Peter Marks, MD, PhD, and director of the US Food and Drug Administration’s Center for Biologics Evaluation and Research (CBER), announced his resignation on 28 March. His departure, which is scheduled for 5 April, coincides with a decision by the Trump Administration to downsize the Department of Health and Human Services (HHS), the FDA’s governing body, by reducing the department’s workforce by 20,000 people. The FDA is expected to lose 3,500 full-time employees. This follows the swearing in on 13 February of Robert F Kennedy Jr as the HHS secretary.

EU investment policy

Country
Belgium

The European Commission launched a new proposal on 19 March to stimulate private investment in industry and harmonise rules for trading in securities. The plan would essentially try to encourage citizens with large cash savings in banks in the EU to invest a portion of these assets in industry, including in small and medium size companies, to stimulate innovation and boost growth.
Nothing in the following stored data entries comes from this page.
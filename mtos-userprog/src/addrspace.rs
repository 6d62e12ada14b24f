//! Address space of a user program.
//!
//! An [`AddrSpace`] is built from an executable image. Every virtual page is
//! backed by a frame taken from the [`FrameProvider`] for the whole life of
//! the address space; there is no paging. The address space is laid out as
//! code, initialized data, uninitialized data and finally the stack region,
//! rounded up to whole pages.
//!
//! Besides memory, the address space carries everything its threads share:
//! the [`ThreadManager`], the user semaphores, and the slot it claimed in the
//! process table.

use crate::{
    frame_provider::FrameProvider,
    process_table::{Pid, ProcessTable},
    sync::{Mutex, Semaphore},
    thread_manager::ThreadManager,
};
use bitflags::bitflags;
use mtos::{
    KernelError,
    fs::{Executable, Segment},
    mm::PhysicalMemory,
    syscall::Registers,
};
use std::sync::Arc;

/// Distance between the top of the address space and the initial stack
/// pointer.
pub const STACK_TOP_OFFSET: usize = 16;

bitflags! {
    /// Flags of a page table entry.
    pub struct PteFlags: u32 {
        /// The entry maps a frame.
        const VALID = 1 << 0;
        /// User code may not write the page.
        const READ_ONLY = 1 << 1;
    }
}

#[derive(Clone, Copy, PartialEq, Eq)]
enum Access {
    Read,
    Write,
    // Writes by the loader, which may fill read-only pages.
    Load,
}

/// Mapping of one virtual page.
#[derive(Clone, Copy, Debug)]
pub struct TranslationEntry {
    /// Frame backing the page.
    pub physical_page: usize,
    /// Flags of the mapping.
    pub flags: PteFlags,
}

/// Page table owning the frames it maps.
///
/// Dropping the table gives every frame back to the provider.
pub struct PageTable {
    entries: Vec<TranslationEntry>,
    frames: Arc<FrameProvider>,
}

impl PageTable {
    /// Backs `num_pages` pages with fresh zeroed frames.
    pub fn allocate(frames: &Arc<FrameProvider>, num_pages: usize) -> Result<Self, KernelError> {
        let available = frames.num_avail_frame();
        if available < num_pages {
            log::warn!("{num_pages} frames requested, {available} available");
            return Err(KernelError::NoMemory);
        }

        let mut table = Self {
            entries: Vec::with_capacity(num_pages),
            frames: frames.clone(),
        };
        for _ in 0..num_pages {
            let physical_page = frames.get_empty_frame().ok_or(KernelError::NoMemory)?;
            table.entries.push(TranslationEntry {
                physical_page,
                flags: PteFlags::VALID,
            });
        }
        Ok(table)
    }

    /// Number of pages.
    pub fn len(&self) -> usize {
        self.entries.len()
    }

    /// Whether the table maps nothing.
    pub fn is_empty(&self) -> bool {
        self.entries.is_empty()
    }

    /// Entry of virtual page `vpn`.
    pub fn get(&self, vpn: usize) -> Option<&TranslationEntry> {
        self.entries.get(vpn)
    }
}

impl Drop for PageTable {
    fn drop(&mut self) {
        for entry in &self.entries {
            if entry.flags.contains(PteFlags::VALID) {
                self.frames.release_frame(entry.physical_page);
            }
        }
    }
}

/// Geometry of an address space.
#[derive(Clone, Copy, Debug)]
pub struct SpaceLayout {
    /// Bytes per page.
    pub page_size: usize,
    /// Bytes of the stack region.
    pub user_stack_size: usize,
    /// Bytes of one thread stack.
    pub thread_stack_size: usize,
}

/// Memory and shared state of one user program.
pub struct AddrSpace {
    /// Process this address space belongs to.
    pub pid: Pid,
    /// Threads running in this address space.
    pub threads: ThreadManager,
    page_table: PageTable,
    memory: Arc<PhysicalMemory>,
    page_size: usize,
    semaphores: Mutex<Vec<Arc<Semaphore>>>,
}

impl AddrSpace {
    /// Loads `executable` into fresh frames and claims a process slot for it.
    ///
    /// Fails without leaking a frame if memory is short or the process table
    /// is full.
    pub fn new(
        executable: &dyn Executable,
        frames: &Arc<FrameProvider>,
        processes: &ProcessTable,
        layout: SpaceLayout,
    ) -> Result<Self, KernelError> {
        let header = executable.header()?;
        let size = header.size() + layout.user_stack_size;
        let num_pages = size.div_ceil(layout.page_size);
        if num_pages > frames.total() {
            log::warn!("image needs {num_pages} pages, machine has {}", frames.total());
            return Err(KernelError::NoMemory);
        }

        let mut space = Self {
            pid: 0,
            threads: ThreadManager::new(
                num_pages * layout.page_size,
                layout.user_stack_size,
                layout.thread_stack_size,
            ),
            page_table: PageTable::allocate(frames, num_pages)?,
            memory: frames.memory().clone(),
            page_size: layout.page_size,
            semaphores: Mutex::new("user semaphores", Vec::new()),
        };
        space.load_segment(executable, &header.code)?;
        space.load_segment(executable, &header.init_data)?;
        space.protect_code(&header.code);

        space.pid = processes.claim()?;
        log::debug!(
            "address space of pid {} uses {num_pages} pages",
            space.pid
        );
        Ok(space)
    }

    fn load_segment(&self, executable: &dyn Executable, segment: &Segment) -> Result<(), KernelError> {
        if segment.size == 0 {
            return Ok(());
        }
        let mut bytes = vec![0; segment.size];
        if executable.read_at(&mut bytes, segment.in_file_addr) != segment.size {
            return Err(KernelError::NoExec);
        }
        self.copy(segment.virtual_addr, bytes.len(), Access::Load, |pa, range| {
            self.memory.write(pa, &bytes[range])
        })
    }

    fn protect_code(&mut self, code: &Segment) {
        let first = code.virtual_addr.div_ceil(self.page_size);
        let end = (code.virtual_addr + code.size) / self.page_size;
        for entry in self.page_table.entries.iter_mut().take(end).skip(first) {
            entry.flags |= PteFlags::READ_ONLY;
        }
    }

    /// Number of pages.
    pub fn num_pages(&self) -> usize {
        self.page_table.len()
    }

    /// Size of the address space in bytes.
    pub fn size(&self) -> usize {
        self.num_pages() * self.page_size
    }

    /// Page table of this address space.
    pub fn page_table(&self) -> &PageTable {
        &self.page_table
    }

    /// Translates `va` into a physical address.
    pub fn translate(&self, va: usize, write: bool) -> Result<usize, KernelError> {
        let entry = self
            .page_table
            .get(va / self.page_size)
            .filter(|entry| entry.flags.contains(PteFlags::VALID))
            .ok_or(KernelError::BadAddress)?;
        if write && entry.flags.contains(PteFlags::READ_ONLY) {
            return Err(KernelError::InvalidAccess);
        }
        Ok(entry.physical_page * self.page_size + va % self.page_size)
    }

    // Walks `len` bytes from `va` page by page, handing each physical chunk
    // and its range within the buffer to `f`.
    fn copy(
        &self,
        va: usize,
        len: usize,
        access: Access,
        mut f: impl FnMut(usize, std::ops::Range<usize>) -> Result<(), KernelError>,
    ) -> Result<(), KernelError> {
        let mut done = 0;
        while done < len {
            let addr = va.checked_add(done).ok_or(KernelError::BadAddress)?;
            let chunk = (self.page_size - addr % self.page_size).min(len - done);
            let pa = self.translate(addr, access == Access::Write)?;
            f(pa, done..done + chunk)?;
            done += chunk;
        }
        Ok(())
    }

    /// Copies user memory at `va` into `buf`.
    pub fn read_mem(&self, va: usize, buf: &mut [u8]) -> Result<(), KernelError> {
        let len = buf.len();
        self.copy(va, len, Access::Read, |pa, range| {
            self.memory.read(pa, &mut buf[range])
        })
    }

    /// Copies `data` into user memory at `va`.
    pub fn write_mem(&self, va: usize, data: &[u8]) -> Result<(), KernelError> {
        self.copy(va, data.len(), Access::Write, |pa, range| {
            self.memory.write(pa, &data[range])
        })
    }

    /// Reads a NUL-terminated string of at most `max` bytes at `va`.
    pub fn read_string(&self, va: usize, max: usize) -> Result<String, KernelError> {
        let mut bytes = Vec::new();
        let mut byte = [0];
        loop {
            if bytes.len() == max {
                return Err(KernelError::NameTooLong);
            }
            self.read_mem(va + bytes.len(), &mut byte)?;
            if byte[0] == 0 {
                break;
            }
            bytes.push(byte[0]);
        }
        String::from_utf8(bytes).map_err(|_| KernelError::InvalidArgument)
    }

    /// Register state a program starts with: everything zero except the
    /// program counter at 0 and the stack pointer near the top.
    pub fn init_registers(&self) -> Registers {
        let mut regs = Registers::default();
        regs.set_pc(0);
        regs.set_stack_pointer(self.size() - STACK_TOP_OFFSET);
        regs
    }

    /// Creates a user semaphore holding `value` units and returns its handle.
    pub fn sem_init(&self, value: usize) -> usize {
        let mut semaphores = self.semaphores.lock();
        semaphores.push(Arc::new(Semaphore::new(value)));
        semaphores.len() - 1
    }

    /// User semaphore behind `handle`.
    pub fn semaphore(&self, handle: usize) -> Result<Arc<Semaphore>, KernelError> {
        self.semaphores
            .lock()
            .get(handle)
            .cloned()
            .ok_or(KernelError::InvalidArgument)
    }
}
The plan, called the savings and investment union, is a new version of an earlier capital markets union proposal that was introduced in 2014 but failed to gain traction.

Retirement of Francis Collins from the NIH

Country
United States

Francis Collins, a geneticist and director of the US National Institutes of Health for 12 years, retired from his position on 28 February, with a tribute to his colleagues and the institution that they support. “The National Institutes of Health is the world’s foremost medical research institution. It has been rightfully called the ‘crown jewel’ of the federal government for decades. It has been the greatest honour of my life to be part of this institution in various roles over the last four decades,” he said in a statement.